Journal #6280

Posted 14 years ago2009-12-17 12:38:04 UTC
38_98 38_98Lord
Last night, we ordered a Pizza from Pizzahut. A single large Pepperoni Pizza. When it finally arrived, my aunt chose to pay with Visa, but it was strangely declined. She switched to debit, paid for the pizza, and the delivery guy left.

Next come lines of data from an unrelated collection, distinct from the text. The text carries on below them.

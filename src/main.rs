//! wisp command-line interface.
//!
//! This is the main entry point for the `wisp` command.

use clap::{Parser, Subcommand};

use wisp::repl::{self, Stage};

#[derive(Debug, Parser)]
#[command(name = "wisp")]
#[command(version, about = "Front end for the wisp scripting language", long_about = None)]
struct Cli {
    #[command(subcommand)]
    command: Command,
}

#[derive(Debug, Subcommand)]
enum Command {
    /// Start the interactive shell
    Repl {
        /// Pipeline stage to run each line through
        #[arg(long, value_enum, default_value_t = Stage::Parser)]
        stage: Stage,
    },
}

fn main() {
    let cli = Cli::parse();

    let result = match cli.command {
        Command::Repl { stage } => repl::start(stage),
    };

    if let Err(error) = result {
        eprintln!("{error}");
        std::process::exit(1);
    }
}
use std::any::Any;

use crate::lexer::tokens::Token;

use super::{
    ast::{Expr, ExprWrapper, Stmt, StmtType, StmtWrapper},
    expressions::SymbolExpr,
};

#[derive(Debug)]
pub struct LetStmt {
    pub token: Token,
    pub name: SymbolExpr,
    /// Absent when the value expression failed to parse; the statement
    /// itself is still produced alongside the recorded error.
    pub value: Option<ExprWrapper>,
}

impl Stmt for LetStmt {
    fn get_stmt_type(&self) -> StmtType {
        StmtType::LetStmt
    }
    fn as_any(&self) -> &dyn Any {
        self
    }
    fn clone_wrapper(&self) -> StmtWrapper {
        StmtWrapper::new(LetStmt {
            token: self.token.clone(),
            name: self.name.clone(),
            value: self.value.as_ref().map(|value| value.clone_wrapper()),
        })
    }
    fn get_token(&self) -> &Token {
        &self.token
    }
    fn render(&self) -> String {
        let mut out = format!("{} {} = ", self.token.value, self.name.render());
        if let Some(value) = &self.value {
            out.push_str(&value.render());
        }
        out.push(';');
        out
    }
}

#[derive(Debug)]
pub struct ReturnStmt {
    pub token: Token,
    pub value: Option<ExprWrapper>,
}

impl Stmt for ReturnStmt {
    fn get_stmt_type(&self) -> StmtType {
        StmtType::ReturnStmt
    }
    fn as_any(&self) -> &dyn Any {
        self
    }
    fn clone_wrapper(&self) -> StmtWrapper {
        StmtWrapper::new(ReturnStmt {
            token: self.token.clone(),
            value: self.value.as_ref().map(|value| value.clone_wrapper()),
        })
    }
    fn get_token(&self) -> &Token {
        &self.token
    }
    fn render(&self) -> String {
        let mut out = format!("{} ", self.token.value);
        if let Some(value) = &self.value {
            out.push_str(&value.render());
        }
        out.push(';');
        out
    }
}

#[derive(Debug)]
pub struct ExpressionStmt {
    pub token: Token,
    pub expression: ExprWrapper,
}

impl Stmt for ExpressionStmt {
    fn get_stmt_type(&self) -> StmtType {
        StmtType::ExpressionStmt
    }
    fn as_any(&self) -> &dyn Any {
        self
    }
    fn clone_wrapper(&self) -> StmtWrapper {
        StmtWrapper::new(ExpressionStmt {
            token: self.token.clone(),
            expression: self.expression.clone_wrapper(),
        })
    }
    fn get_token(&self) -> &Token {
        &self.token
    }
    fn render(&self) -> String {
        self.expression.render()
    }
}

#[cfg(test)]
mod tests {
    use super::*;
    use crate::ast::ast::Program;
    use crate::lexer::tokens::TokenKind;
    use crate::Span;

    fn token(kind: TokenKind, value: &str) -> Token {
        Token::new(kind, value.to_string(), Span::new(0, value.len()))
    }

    #[test]
    fn test_render_let_statement() {
        let program = Program {
            statements: vec![StmtWrapper::new(LetStmt {
                token: token(TokenKind::Let, "let"),
                name: SymbolExpr {
                    token: token(TokenKind::Identifier, "my_var"),
                    value: "my_var".to_string(),
                },
                value: Some(ExprWrapper::new(SymbolExpr {
                    token: token(TokenKind::Identifier, "another_var"),
                    value: "another_var".to_string(),
                })),
            })],
        };

        assert_eq!(program.render(), "let my_var = another_var;");
    }

    #[test]
    fn test_render_let_statement_without_value() {
        let stmt = LetStmt {
            token: token(TokenKind::Let, "let"),
            name: SymbolExpr {
                token: token(TokenKind::Identifier, "x"),
                value: "x".to_string(),
            },
            value: None,
        };

        assert_eq!(stmt.render(), "let x = ;");
    }

    #[test]
    fn test_render_return_statement() {
        let stmt = ReturnStmt {
            token: token(TokenKind::Return, "return"),
            value: Some(ExprWrapper::new(SymbolExpr {
                token: token(TokenKind::Identifier, "result"),
                value: "result".to_string(),
            })),
        };

        assert_eq!(stmt.render(), "return result;");
    }
}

Why didn't the visa work? Turns out the man charged the visa for $22,356.61
Yes, you are correctly reading this. No wonder the card was turned down!

11 Comments

Commented 14 years ago2009-12-17 13:27:28 UTC Comment #51254
That must have been one hell of a pizza.
Commented 14 years ago2009-12-17 14:22:14 UTC Comment #51262
...or fraud by part of the delivery guy. You just never know these days.
Commented 14 years ago2009-12-17 15:18:52 UTC Comment #51255
well obviously it was an error on his part.. luckingly the Visa probably has a lower limit.. because that would of sucked to refund that amount.. He would have gotten fired... Ultimate Fail.
Commented 14 years ago2009-12-17 21:24:32 UTC Comment #51256
You know, I'd like to try a pizza worth $22,356.61. It'd probably be moulded into the same of something, like a cheese-topped swan.
Commented 14 years ago2009-12-17 21:47:03 UTC Comment #51261
The 22nd General Conference on Weights and Measures declared in 2003 that "the symbol for the decimal marker shall be either the point on the line or the comma on the line." It further reaffirmed that "[n]umbers may be divided in groups of three in order to facilitate reading; neither dots nor commas are ever inserted in the spaces between groups."

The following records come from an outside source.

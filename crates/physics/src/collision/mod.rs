//! Swept collision queries against static triangles and dynamic cylinders.
//!
//! # Key Types
//!
//! - [`CollisionWorld`]: the static triangle soup, written once at level load
//! - [`BodySnapshot`]: read-only view of a dynamic body for one query
//! - [`TraceResult`]: fraction of the displacement completed plus the contact normal
//! - [`TraceShape`]: the shape being swept (point or upright cylinder)
//!
//! # Query Algorithm
//!
//! Every wall whose bounding box overlaps the swept shape's bounding box is
//! tested analytically: the triangle interior, its three edges and its three
//! vertices. Dynamic bodies are handled by summing radii so cylinder-vs-cylinder
//! reduces to point-vs-cylinder. The minimum fraction over all primitives wins;
//! on ties the primitive tested first keeps the contact.

mod body;
mod error;
mod flags;
mod geometry;
mod trace;
mod world;

pub use body::{BodySnapshot, EntityId};
pub use error::CollisionError;
pub use flags::ContentFlags;
pub use geometry::{contact_skin, Aabb, Triangle, CONTACT_EPSILON};
pub use trace::{HitTarget, TraceFilter, TraceResult, TraceShape};
pub use world::{CollisionScene, CollisionWorld};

$22,356.61 can mean either $22.356 61 (or $22,356 61) or $22 356.61 (or $22 356,61). Did you know that in most countries comma is used as the decimal separator? Not all English-speaking countries use period as the decimal separator, either.
You are British, so I assume you mean $22 356.61. And that's a very expensive pizza!

tl;dr: That's an expensive pizza!
Commented 14 years ago2009-12-18 00:39:13 UTC Comment #51258
i dont care what language anyone speaks, but there should be a standard to avoid just this sort of confusion
Commented 14 years ago2009-12-18 02:43:59 UTC Comment #51263
It's probably implemented in some .Net namespace.
Commented 14 years ago2009-12-18 21:03:01 UTC Comment #51257
I want a pizza for twenty two thousand three hundred fifty six dollars and sixty one cents!

I imagine the bread dough would be kneaded by the tender breasts of the finest Swedish maidens, sauce from tomatoes ripened in a specially designed chamber in San Marzano of Italy turn into sauce by a Kung Fu master, Cheese made of the highest and most sacred Hindu cow milk that is graded with a Halogen alloy grader, pepperonis made of the deepest and darkest spices from South America and the world's finest Aspen swines. Delivered by a secret double agent with a part time job, and a 2 liter of coke. :D
Commented 14 years ago2009-12-19 05:17:23 UTC Comment #51259
You forgot to add that the agent delivers the pizza by skydiving onto the roof of your house, abseiling down to your window and breaking in to deliver your pizza.

And potatis, the price I printed was the same as that which was printed on the receipt. Go complain to Pizza Hut if you dislike their numeracy preferences.
Commented 14 years ago2009-12-19 20:31:54 UTC Comment #51260
How do you even accidentally get a number that big? Per chance the pizza was actually $22 and some odd cents, that'd only be four digits. Where did the extra 3 come from?
Commented 14 years ago2010-02-11 12:16:21 UTC Comment #51264
HAHA, I like the way Rimrook thinks!